Mohammed Ben Salmane, le trône et l’hôtel
Mohammed Ben Salmane en visite à Alger, 2 décembre 2018. © RYAD KRAMDI / AFP

Féru de nouvelles technologies, le prince héritier d’Arabie saoudite a rompu avec l’équilibre traditionnel entre les différents clans du royaume. Comme le montre l’assassinat de Jamal Khashoggi en Turquie ou la séquestration du Premier ministre libanais dans un hôtel, son despotisme 2.0 ne connaît pas de frontières.


En mai 2018, les forces de sécurité saoudiennes arrêtent la féministe Loujaine al-Hathloul, qui milite pour le droit de ses concitoyennes de conduire une voiture et de voyager sans chaperon masculin. Selon l’explication officielle, al-Hathloul aurait « établi des contacts avec des éléments étrangers dans le but de déstabiliser » le royaume. Quelques semaines plus tard, Mohammed Ben Salmane (MBS) autorise les femmes à conduire puis abolit la nécessité d’une autorisation masculine pour quitter le pays. Pour qui connaît mal le prince héritier, l’épisode peut sembler contradictoire. D’après Ben Hubbard, journaliste au New York Times et auteur de la biographie The Rise to Power of Mohammed Bin Salman, aux yeux du probable prochain monarque saoudien, les libertés ne sont pas des droits, mais des privilèges accordés gracieusement par un souverain à ses sujets. On pense à la célèbre scène du film Lawrence d’Arabie quand le chef de tribu incarné par Anthony Quinn tergiverse avant de céder à l’argument massue de l’officier anglais : vous n’agirez ni par contrainte ou obligation ni par appât du gain, mais parce que c’est votre bon plaisir !

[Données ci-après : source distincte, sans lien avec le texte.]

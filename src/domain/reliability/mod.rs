//! Reliability domain module.
//!
//! Internal-consistency results for competencies and aggregated traits.
//! Records are recomputed wholesale on each run; the newest replaces the
//! previous one.

mod record;
mod status;

pub use record::{ReliabilityRecord, ReliabilityScope};
pub use status::ReliabilityStatus;
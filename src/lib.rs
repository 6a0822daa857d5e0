//! Psychometric Analysis Engine
//!
//! Classical test theory item statistics, Cronbach's alpha reliability,
//! Mantel-Haenszel DIF analysis and item lifecycle management for an
//! assessment item bank.

pub mod adapters;
pub mod application;
pub mod config;
pub mod domain;
pub mod ports;
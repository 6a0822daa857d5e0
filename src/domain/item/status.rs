//! Item validity status state machine.
//!
//! Defines whether an item may be used in live assessments and which
//! automatic transitions are allowed between those states.

use crate::domain::foundation::{StateMachine, ValidationError};
use serde::{Deserialize, Serialize};
use std::fmt;
use std::str::FromStr;

/// Validity of an item for live use.
#[derive(Debug, Clone, Copy, PartialEq, Eq, PartialOrd, Ord, Hash, Serialize, Deserialize)]
#[serde(rename_all = "SCREAMING_SNAKE_CASE")]
pub enum ValidityStatus {
    /// Newly added or without enough responses to judge.
    Probation,

    /// Meets the quality bar.
    Active,

    /// Marginal metrics; needs a human look.
    FlaggedForReview,

    /// Removed from use. Only a manual reactivation leaves this state.
    Retired,
}

impl ValidityStatus {
    /// All statuses, in lifecycle order.
    pub const ALL: [ValidityStatus; 4] = [
        ValidityStatus::Probation,
        ValidityStatus::Active,
        ValidityStatus::FlaggedForReview,
        ValidityStatus::Retired,
    ];

    /// Storage representation.
    pub fn as_str(&self) -> &'static str {
        match self {
            ValidityStatus::Probation => "PROBATION",
            ValidityStatus::Active => "ACTIVE",
            ValidityStatus::FlaggedForReview => "FLAGGED_FOR_REVIEW",
            ValidityStatus::Retired => "RETIRED",
        }
    }
}

impl fmt::Display for ValidityStatus {
    fn fmt(&self, f: &mut fmt::Formatter<'_>) -> fmt::Result {
        write!(f, "{}", self.as_str())
    }
}

impl FromStr for ValidityStatus {
    type Err = ValidationError;

    fn from_str(s: &str) -> Result<Self, Self::Err> {
        ValidityStatus::ALL
            .into_iter()
            .find(|status| status.as_str() == s)
            .ok_or_else(|| {
                ValidationError::invalid_format("validity_status", format!("unknown status '{}'", s))
            })
    }
}

impl StateMachine for ValidityStatus {
    fn can_transition_to(&self, target: &Self) -> bool {
        use ValidityStatus::*;
        matches!(
            (self, target),
            // From PROBATION
            (Probation, Active)
                | (Probation, FlaggedForReview)
                | (Probation, Retired)
            // From ACTIVE
                | (Active, FlaggedForReview)
                | (Active, Probation)
                | (Active, Retired)
            // From FLAGGED_FOR_REVIEW
                | (FlaggedForReview, Active)
                | (FlaggedForReview, Probation)
                | (FlaggedForReview, Retired)
        )
    }

    fn valid_transitions(&self) -> Vec<Self> {
        use ValidityStatus::*;
        match self {
            Probation => vec![Active, FlaggedForReview, Retired],
            Active => vec![FlaggedForReview, Probation, Retired],
            FlaggedForReview => vec![Active, Probation, Retired],
            Retired => vec![],
        }
    }
}
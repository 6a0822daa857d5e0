//! Adapters - Implementations of port interfaces.
//!
//! - `http` - axum REST surface
//! - `memory` - in-memory question bank and repositories for tests and local runs
//! - `postgres` - sqlx-backed production adapters

pub mod http;
pub mod memory;
pub mod postgres;
#[cfg(test)]
mod tests {
    use super::*;
    use crate::domain::analysis::ItemStatisticsCalculator;
    use rust_decimal_macros::dec;

    fn metrics_for(item_id: ItemId, difficulty: Decimal, discrimination: Decimal) -> ItemMetrics {
        let calc = ItemStatisticsCalculator::default();
        ItemMetrics {
            item_id,
            response_count: 100,
            difficulty: Some(difficulty),
            discrimination: Some(discrimination),
            difficulty_flag: calc.difficulty_flag(difficulty),
            discrimination_flag: calc.discrimination_flag(discrimination),
        }
    }

    fn apply(stats: &mut ItemStatistics, difficulty: Decimal, discrimination: Decimal) -> Option<StatusTransition> {
        let metrics = metrics_for(stats.item_id, difficulty, discrimination);
        stats
            .apply_metrics(metrics, BTreeMap::new(), &ItemThresholds::default(), Timestamp::now())
            .unwrap()
    }

    #[test]
    fn new_record_is_on_probation_without_history() {
        let stats = ItemStatistics::new(ItemId::new(), None);
        assert_eq!(stats.status, ValidityStatus::Probation);
        assert!(stats.history().is_empty());
    }

    #[test]
    fn good_metrics_activate_and_record_history() {
        let mut stats = ItemStatistics::new(ItemId::new(), None);

        let transition = apply(&mut stats, dec!(0.5), dec!(0.45)).unwrap();

        assert_eq!(stats.status, ValidityStatus::Active);
        assert_eq!(transition.from, ValidityStatus::Probation);
        assert!(!transition.manual);
        assert_eq!(stats.history().len(), 1);
    }

    #[test]
    fn unchanged_status_is_a_no_op() {
        let mut stats = ItemStatistics::new(ItemId::new(), None);
        apply(&mut stats, dec!(0.5), dec!(0.45));

        assert!(apply(&mut stats, dec!(0.55), dec!(0.40)).is_none());
        assert_eq!(stats.history().len(), 1);
        assert_eq!(stats.difficulty, Some(dec!(0.55)));
    }

    #[test]
    fn history_preserves_prior_entries() {
        let mut stats = ItemStatistics::new(ItemId::new(), None);
        apply(&mut stats, dec!(0.5), dec!(0.45));
        let first = stats.history()[0].clone();

        apply(&mut stats, dec!(0.5), dec!(0.15));

        assert_eq!(stats.status, ValidityStatus::FlaggedForReview);
        assert_eq!(stats.history().len(), 2);
        assert_eq!(stats.history()[0], first);
        assert_eq!(stats.history()[1].from, ValidityStatus::Active);
    }

    #[test]
    fn negative_discrimination_retires_and_sticks() {
        let mut stats = ItemStatistics::new(ItemId::new(), None);
        apply(&mut stats, dec!(0.5), dec!(-0.2));
        assert_eq!(stats.status, ValidityStatus::Retired);

        assert!(apply(&mut stats, dec!(0.5), dec!(0.6)).is_none());
        assert_eq!(stats.status, ValidityStatus::Retired);
        assert_eq!(stats.discrimination, Some(dec!(0.6)));
    }

    #[test]
    fn tiny_negative_discrimination_retires_though_stored_as_zero() {
        let mut stats = ItemStatistics::new(ItemId::new(), None);

        apply(&mut stats, dec!(0.5), dec!(-0.00004));

        assert_eq!(stats.status, ValidityStatus::Retired);
        assert_eq!(stats.discrimination, Some(Decimal::ZERO));
        assert_eq!(stats.discrimination_flag, Some(DiscriminationFlag::Negative));
    }

    #[test]
    fn stored_indices_are_rounded() {
        let mut stats = ItemStatistics::new(ItemId::new(), None);

        apply(&mut stats, dec!(0.199960007998), dec!(0.45));

        assert_eq!(stats.difficulty, Some(dec!(0.2000)));
        assert_eq!(stats.difficulty_flag, Some(DifficultyFlag::TooHard));
        assert_eq!(stats.status, ValidityStatus::FlaggedForReview);
    }

    #[test]
    fn manual_retire_records_manual_transition() {
        let mut stats = ItemStatistics::new(ItemId::new(), None);
        let transition = stats.retire("Content outdated", Timestamp::now()).unwrap();

        assert!(transition.manual);
        assert_eq!(transition.reason, "Content outdated");
        assert_eq!(stats.status, ValidityStatus::Retired);
    }

    #[test]
    fn retire_twice_fails() {
        let mut stats = ItemStatistics::new(ItemId::new(), None);
        stats.retire("first", Timestamp::now()).unwrap();
        assert_eq!(
            stats.retire("second", Timestamp::now()),
            Err(ItemError::AlreadyRetired(stats.item_id))
        );
    }

    #[test]
    fn reactivation_requires_entry_criteria() {
        let mut stats = ItemStatistics::new(ItemId::new(), None);
        apply(&mut stats, dec!(0.5), dec!(0.15));
        stats.retire("manual", Timestamp::now()).unwrap();

        let result = stats.activate("try again", &ItemThresholds::default(), Timestamp::now());

        assert!(matches!(result, Err(ItemError::ActivationCriteriaNotMet { .. })));
        assert_eq!(stats.status, ValidityStatus::Retired);
    }

    #[test]
    fn reactivation_leaves_retired_when_metrics_qualify() {
        let mut stats = ItemStatistics::new(ItemId::new(), None);
        apply(&mut stats, dec!(0.5), dec!(0.45));
        stats.retire("manual", Timestamp::now()).unwrap();

        let transition = stats
            .activate("reviewed", &ItemThresholds::default(), Timestamp::now())
            .unwrap();

        assert_eq!(transition.from, ValidityStatus::Retired);
        assert_eq!(stats.status, ValidityStatus::Active);
        assert_eq!(stats.history().len(), 3);
    }

    #[test]
    fn activate_on_active_item_fails() {
        let mut stats = ItemStatistics::new(ItemId::new(), None);
        apply(&mut stats, dec!(0.5), dec!(0.45));
        assert!(matches!(
            stats.activate("again", &ItemThresholds::default(), Timestamp::now()),
            Err(ItemError::AlreadyActive(_))
        ));
    }

    #[test]
    fn predicates_follow_flags_and_status() {
        let mut stats = ItemStatistics::new(ItemId::new(), None);
        apply(&mut stats, dec!(0.5), dec!(0.15));
        assert!(stats.requires_review());
        assert!(!stats.is_problematic());
        assert!(stats.is_flagged());

        apply(&mut stats, dec!(0.95), dec!(0.05));
        assert!(stats.is_problematic());
    }

    #[test]
    fn severity_weights_discrimination_deficit_double() {
        let thresholds = ItemThresholds::default();
        let mut low_disc = ItemStatistics::new(ItemId::new(), None);
        apply(&mut low_disc, dec!(0.5), dec!(0.10));
        let mut easy = ItemStatistics::new(ItemId::new(), None);
        apply(&mut easy, dec!(0.95), dec!(0.30));

        assert_eq!(low_disc.severity(&thresholds), dec!(0.40));
        assert_eq!(easy.severity(&thresholds), dec!(0.05));
    }
}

The Rise to Power of Mohammed bin Salman fourmille de ce genre d’anecdotes. S’y dessine le portrait d’un personnage aussi fascinant qu’effrayant, mélange unique de modernité technologique et managériale d’un côté, d’archaïsme de l’autre. Un alliage d’autant plus surprenant que ce jeune homme de 35 ans n’était pas destiné à gouverner.

MBS est non seulement parvenu à concentrer tous les pouvoirs mais aussi à changer le régime

C’est seulement grâce à une série d’« incidents dynastiques » (la mort de ses frères) que son père Salmane, vingt-cinquième fils du fondateur de l’Arabie, le roi Abdelaziz, et simple gouverneur de Riyad pendant cinquante ans, est devenu prince héritier en juin 2012 puis monarque le 23 janvier 2015. Quant à MBS lui-même, né le 31 août 1985, il n’est que l’aîné de la troisième épouse de son père, occupant donc une position en principe très basse dans l’ordre de la succession. Autre singularité, Salmane n’a pas amassé de fortune considérable ni exercé de postes ministériels importants le mettant en contact avec le monde extérieur. Dans ces conditions, MBS, qui avait peu de chances d’accéder au pouvoir, est l’un des rares princes qui n’avaient pas étudié à l’étranger, ne maîtrisaient pas l’anglais et n’avaient que rarement quitté les frontières de leur pays. En somme, MBS et son père sont les plus « bédouins » des princes saoudiens.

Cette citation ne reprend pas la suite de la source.